[Supplied data Boundary: Start]
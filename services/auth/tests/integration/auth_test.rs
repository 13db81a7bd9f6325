use nhadat_auth::domain::repository::OtpStore;
use nhadat_auth::domain::types::MOCK_OTP;
use nhadat_auth::error::{AuthServiceError, OtpError};
use nhadat_auth::infra::memory::InMemoryOtpStore;
use nhadat_auth::usecase::auth::{
    LoginInput, LoginUseCase, RegisterInput, RegisterUseCase, ResendOtpUseCase,
    SendLoginOtpUseCase, VerifyOtpUseCase,
};
use nhadat_domain::user::{UserStatus, UserType};

use crate::helpers::{
    MockUserRepo, PlainHasher, TEST_EMAIL, TEST_PASSWORD, TEST_PHONE, mock_engine,
    otp_only_user, test_user, token_service,
};

fn register_input(phone: Option<&str>, email: Option<&str>, password: Option<&str>) -> RegisterInput {
    RegisterInput {
        phone: phone.map(str::to_owned),
        email: email.map(str::to_owned),
        password: password.map(str::to_owned),
        full_name: "Tran Thi B".to_owned(),
        user_type: UserType::Partner,
    }
}

fn login_with_password(identifier: &str, password: &str) -> LoginInput {
    LoginInput {
        identifier: Some(identifier.to_owned()),
        phone: None,
        email: None,
        password: Some(password.to_owned()),
        otp: None,
    }
}

fn login_with_otp(identifier: &str, otp: &str) -> LoginInput {
    LoginInput {
        identifier: Some(identifier.to_owned()),
        phone: None,
        email: None,
        password: None,
        otp: Some(otp.to_owned()),
    }
}

// ── Register ─────────────────────────────────────────────────────────────────

#[tokio::test]
async fn register_creates_unverified_user_and_sends_otp_to_phone() {
    let users = MockUserRepo::empty();
    let handle = users.users_handle();
    let store = InMemoryOtpStore::new();
    let usecase = RegisterUseCase {
        users,
        hasher: PlainHasher,
        otp: mock_engine(&store),
    };

    let id = usecase
        .execute(register_input(Some("+84911111111"), Some("b@example.com"), Some("secret123")))
        .await
        .unwrap();

    let users = handle.lock().unwrap();
    assert_eq!(users.len(), 1);
    let user = &users[0];
    assert_eq!(user.id, id);
    assert_eq!(user.status, UserStatus::Active);
    assert_eq!(user.user_type, UserType::Partner);
    assert!(!user.phone_verified && !user.email_verified);
    assert_eq!(user.password_hash.as_deref(), Some("hashed:secret123"));

    // Phone takes precedence as the OTP destination.
    assert!(store.get("+84911111111").await.unwrap().is_some());
    assert!(store.get("b@example.com").await.unwrap().is_none());
}

#[tokio::test]
async fn register_losing_a_race_reports_conflict_without_sending_otp() {
    let mut users = MockUserRepo::new(vec![test_user()]);
    users.stale_existence_check = true;
    let handle = users.users_handle();
    let store = InMemoryOtpStore::new();
    let usecase = RegisterUseCase {
        users,
        hasher: PlainHasher,
        otp: mock_engine(&store),
    };

    let result = usecase
        .execute(register_input(Some(TEST_PHONE), None, Some("secret123")))
        .await;

    assert!(
        matches!(result, Err(AuthServiceError::UserAlreadyExists)),
        "expected UserAlreadyExists, got {result:?}"
    );
    assert_eq!(handle.lock().unwrap().len(), 1);
    assert_eq!(store.entry_count().await, 0);
}

#[tokio::test]
async fn register_without_password_creates_otp_only_account() {
    let users = MockUserRepo::empty();
    let handle = users.users_handle();
    let store = InMemoryOtpStore::new();
    let usecase = RegisterUseCase {
        users,
        hasher: PlainHasher,
        otp: mock_engine(&store),
    };

    usecase
        .execute(register_input(None, Some("c@example.com"), None))
        .await
        .unwrap();

    assert!(handle.lock().unwrap()[0].password_hash.is_none());
    assert!(store.get("c@example.com").await.unwrap().is_some());
}

#[tokio::test]
async fn register_with_taken_email_conflicts() {
    let users = MockUserRepo::new(vec![test_user()]);
    let handle = users.users_handle();
    let store = InMemoryOtpStore::new();
    let usecase = RegisterUseCase {
        users,
        hasher: PlainHasher,
        otp: mock_engine(&store),
    };

    let result = usecase
        .execute(register_input(Some("+84922222222"), Some(TEST_EMAIL), None))
        .await;

    assert!(
        matches!(result, Err(AuthServiceError::UserAlreadyExists)),
        "expected UserAlreadyExists, got {result:?}"
    );
    assert_eq!(handle.lock().unwrap().len(), 1);
    assert_eq!(store.entry_count().await, 0);
}

#[tokio::test]
async fn register_without_phone_or_email_is_validation_error() {
    let users = MockUserRepo::empty();
    let handle = users.users_handle();
    let usecase = RegisterUseCase {
        users,
        hasher: PlainHasher,
        otp: mock_engine(&InMemoryOtpStore::new()),
    };

    let result = usecase.execute(register_input(None, Some(""), None)).await;
    assert!(
        matches!(result, Err(AuthServiceError::Validation(_))),
        "expected Validation, got {result:?}"
    );
    assert!(handle.lock().unwrap().is_empty());
}

// ── VerifyOtp ────────────────────────────────────────────────────────────────

#[tokio::test]
async fn verify_otp_marks_phone_verified_and_issues_tokens() {
    let users = MockUserRepo::new(vec![test_user()]);
    let handle = users.users_handle();
    let store = InMemoryOtpStore::new();
    mock_engine(&store).send(TEST_PHONE).await.unwrap();

    let usecase = VerifyOtpUseCase {
        users,
        otp: mock_engine(&store),
        tokens: token_service(),
    };
    let pair = usecase.execute(TEST_PHONE, MOCK_OTP).await.unwrap();

    let user = pair.user.expect("user in token pair");
    assert!(user.phone_verified);
    assert!(!user.email_verified);
    let stored = &handle.lock().unwrap()[0];
    assert!(stored.phone_verified);
    assert!(!stored.email_verified);
}

#[tokio::test]
async fn verify_otp_by_email_marks_email_verified() {
    let users = MockUserRepo::new(vec![test_user()]);
    let handle = users.users_handle();
    let store = InMemoryOtpStore::new();
    mock_engine(&store).send(TEST_EMAIL).await.unwrap();

    let usecase = VerifyOtpUseCase {
        users,
        otp: mock_engine(&store),
        tokens: token_service(),
    };
    usecase.execute(TEST_EMAIL, MOCK_OTP).await.unwrap();

    let stored = &handle.lock().unwrap()[0];
    assert!(stored.email_verified);
    assert!(!stored.phone_verified);
}

#[tokio::test]
async fn verify_otp_for_unknown_user_after_valid_code_is_user_not_found() {
    let store = InMemoryOtpStore::new();
    mock_engine(&store).send("ghost@example.com").await.unwrap();

    let usecase = VerifyOtpUseCase {
        users: MockUserRepo::empty(),
        otp: mock_engine(&store),
        tokens: token_service(),
    };
    let result = usecase.execute("ghost@example.com", MOCK_OTP).await;
    assert!(
        matches!(result, Err(AuthServiceError::UserNotFound)),
        "expected UserNotFound, got {result:?}"
    );
}

#[tokio::test]
async fn verify_otp_with_wrong_code_does_not_touch_user() {
    let users = MockUserRepo::new(vec![test_user()]);
    let handle = users.users_handle();
    let store = InMemoryOtpStore::new();
    mock_engine(&store).send(TEST_PHONE).await.unwrap();

    let usecase = VerifyOtpUseCase {
        users,
        otp: mock_engine(&store),
        tokens: token_service(),
    };
    let result = usecase.execute(TEST_PHONE, "999999").await;
    assert!(matches!(
        result,
        Err(AuthServiceError::Otp(OtpError::InvalidCode { remaining: 2 }))
    ));
    assert!(!handle.lock().unwrap()[0].phone_verified);
}

// ── Login ────────────────────────────────────────────────────────────────────

#[tokio::test]
async fn login_with_password_records_last_login() {
    let users = MockUserRepo::new(vec![test_user()]);
    let handle = users.users_handle();
    let usecase = LoginUseCase {
        users,
        hasher: PlainHasher,
        otp: mock_engine(&InMemoryOtpStore::new()),
        tokens: token_service(),
    };

    let pair = usecase
        .execute(login_with_password(TEST_EMAIL, TEST_PASSWORD))
        .await
        .unwrap();

    assert!(pair.user.unwrap().last_login_at.is_some());
    assert!(handle.lock().unwrap()[0].last_login_at.is_some());
}

#[tokio::test]
async fn login_resolves_identifier_from_phone_field() {
    let usecase = LoginUseCase {
        users: MockUserRepo::new(vec![test_user()]),
        hasher: PlainHasher,
        otp: mock_engine(&InMemoryOtpStore::new()),
        tokens: token_service(),
    };

    let input = LoginInput {
        identifier: None,
        phone: Some(TEST_PHONE.to_owned()),
        email: None,
        password: Some(TEST_PASSWORD.to_owned()),
        otp: None,
    };
    assert!(usecase.execute(input).await.is_ok());
}

#[tokio::test]
async fn login_with_wrong_password_is_invalid_credentials() {
    let usecase = LoginUseCase {
        users: MockUserRepo::new(vec![test_user()]),
        hasher: PlainHasher,
        otp: mock_engine(&InMemoryOtpStore::new()),
        tokens: token_service(),
    };

    let result = usecase
        .execute(login_with_password(TEST_EMAIL, "wrong-password"))
        .await;
    assert!(
        matches!(result, Err(AuthServiceError::InvalidCredentials)),
        "expected InvalidCredentials, got {result:?}"
    );
}

#[tokio::test]
async fn login_for_unknown_identifier_is_invalid_credentials() {
    let usecase = LoginUseCase {
        users: MockUserRepo::empty(),
        hasher: PlainHasher,
        otp: mock_engine(&InMemoryOtpStore::new()),
        tokens: token_service(),
    };

    let result = usecase
        .execute(login_with_password("nobody@example.com", TEST_PASSWORD))
        .await;
    assert!(matches!(result, Err(AuthServiceError::InvalidCredentials)));
}

#[tokio::test]
async fn login_to_banned_account_is_rejected() {
    let banned = nhadat_auth::domain::types::User {
        status: UserStatus::Banned,
        ..test_user()
    };
    let usecase = LoginUseCase {
        users: MockUserRepo::new(vec![banned]),
        hasher: PlainHasher,
        otp: mock_engine(&InMemoryOtpStore::new()),
        tokens: token_service(),
    };

    let result = usecase
        .execute(login_with_password(TEST_EMAIL, TEST_PASSWORD))
        .await;
    assert!(
        matches!(result, Err(AuthServiceError::AccountInactive)),
        "expected AccountInactive, got {result:?}"
    );
}

#[tokio::test]
async fn password_login_on_otp_only_account_is_rejected() {
    let usecase = LoginUseCase {
        users: MockUserRepo::new(vec![otp_only_user()]),
        hasher: PlainHasher,
        otp: mock_engine(&InMemoryOtpStore::new()),
        tokens: token_service(),
    };

    let result = usecase
        .execute(login_with_password(TEST_EMAIL, TEST_PASSWORD))
        .await;
    assert!(
        matches!(result, Err(AuthServiceError::PasswordNotSet)),
        "expected PasswordNotSet, got {result:?}"
    );
}

#[tokio::test]
async fn login_with_otp_consumes_challenge() {
    let store = InMemoryOtpStore::new();
    mock_engine(&store).send(TEST_PHONE).await.unwrap();
    let usecase = LoginUseCase {
        users: MockUserRepo::new(vec![otp_only_user()]),
        hasher: PlainHasher,
        otp: mock_engine(&store),
        tokens: token_service(),
    };

    usecase
        .execute(login_with_otp(TEST_PHONE, MOCK_OTP))
        .await
        .unwrap();

    assert!(store.get(TEST_PHONE).await.unwrap().is_none());
}

#[tokio::test]
async fn login_with_otp_but_no_challenge_is_otp_not_found() {
    let usecase = LoginUseCase {
        users: MockUserRepo::new(vec![test_user()]),
        hasher: PlainHasher,
        otp: mock_engine(&InMemoryOtpStore::new()),
        tokens: token_service(),
    };

    let result = usecase.execute(login_with_otp(TEST_PHONE, MOCK_OTP)).await;
    assert!(
        matches!(result, Err(AuthServiceError::Otp(OtpError::NotFound))),
        "expected OTP NotFound, got {result:?}"
    );
}

#[tokio::test]
async fn login_prefers_password_when_both_credentials_given() {
    let store = InMemoryOtpStore::new();
    mock_engine(&store).send(TEST_PHONE).await.unwrap();
    let usecase = LoginUseCase {
        users: MockUserRepo::new(vec![test_user()]),
        hasher: PlainHasher,
        otp: mock_engine(&store),
        tokens: token_service(),
    };

    let input = LoginInput {
        otp: Some(MOCK_OTP.to_owned()),
        ..login_with_password(TEST_PHONE, TEST_PASSWORD)
    };
    usecase.execute(input).await.unwrap();

    // The OTP was never checked, so the challenge survives.
    assert!(store.get(TEST_PHONE).await.unwrap().is_some());
}

#[tokio::test]
async fn login_without_any_credential_is_validation_error() {
    let usecase = LoginUseCase {
        users: MockUserRepo::new(vec![test_user()]),
        hasher: PlainHasher,
        otp: mock_engine(&InMemoryOtpStore::new()),
        tokens: token_service(),
    };

    let input = LoginInput {
        identifier: Some(TEST_EMAIL.to_owned()),
        phone: None,
        email: None,
        password: None,
        otp: Some(String::new()),
    };
    let result = usecase.execute(input).await;
    assert!(
        matches!(result, Err(AuthServiceError::Validation(_))),
        "expected Validation, got {result:?}"
    );
}

// ── SendLoginOtp / ResendOtp ─────────────────────────────────────────────────

#[tokio::test]
async fn send_login_otp_requires_existing_account() {
    let store = InMemoryOtpStore::new();
    let usecase = SendLoginOtpUseCase {
        users: MockUserRepo::empty(),
        otp: mock_engine(&store),
    };

    let result = usecase.execute(TEST_PHONE).await;
    assert!(
        matches!(result, Err(AuthServiceError::UserNotFound)),
        "expected UserNotFound, got {result:?}"
    );
    assert_eq!(store.entry_count().await, 0);
}

#[tokio::test]
async fn send_login_otp_issues_challenge_for_known_account() {
    let store = InMemoryOtpStore::new();
    let usecase = SendLoginOtpUseCase {
        users: MockUserRepo::new(vec![test_user()]),
        otp: mock_engine(&store),
    };

    usecase.execute(TEST_EMAIL).await.unwrap();
    assert!(store.get(TEST_EMAIL).await.unwrap().is_some());
}

#[tokio::test]
async fn resend_otp_does_not_check_account_existence() {
    let store = InMemoryOtpStore::new();
    let usecase = ResendOtpUseCase {
        otp: mock_engine(&store),
    };

    usecase.execute("stranger@example.com").await.unwrap();
    assert!(store.get("stranger@example.com").await.unwrap().is_some());

    let again = usecase.execute("stranger@example.com").await;
    assert!(matches!(
        again,
        Err(AuthServiceError::Otp(OtpError::RateLimited))
    ));
}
[Supplied data Boundary: End]
*Work to be completed:* If a line in the entries above contains "stored", report it.

*Solution for this exercise:*
    let stored = &handle.lock().unwrap()[0];
    assert!(stored.phone_verified);
    assert!(!stored.email_verified);
    let stored = &handle.lock().unwrap()[0];
    assert!(stored.email_verified);
    assert!(!stored.phone_verified);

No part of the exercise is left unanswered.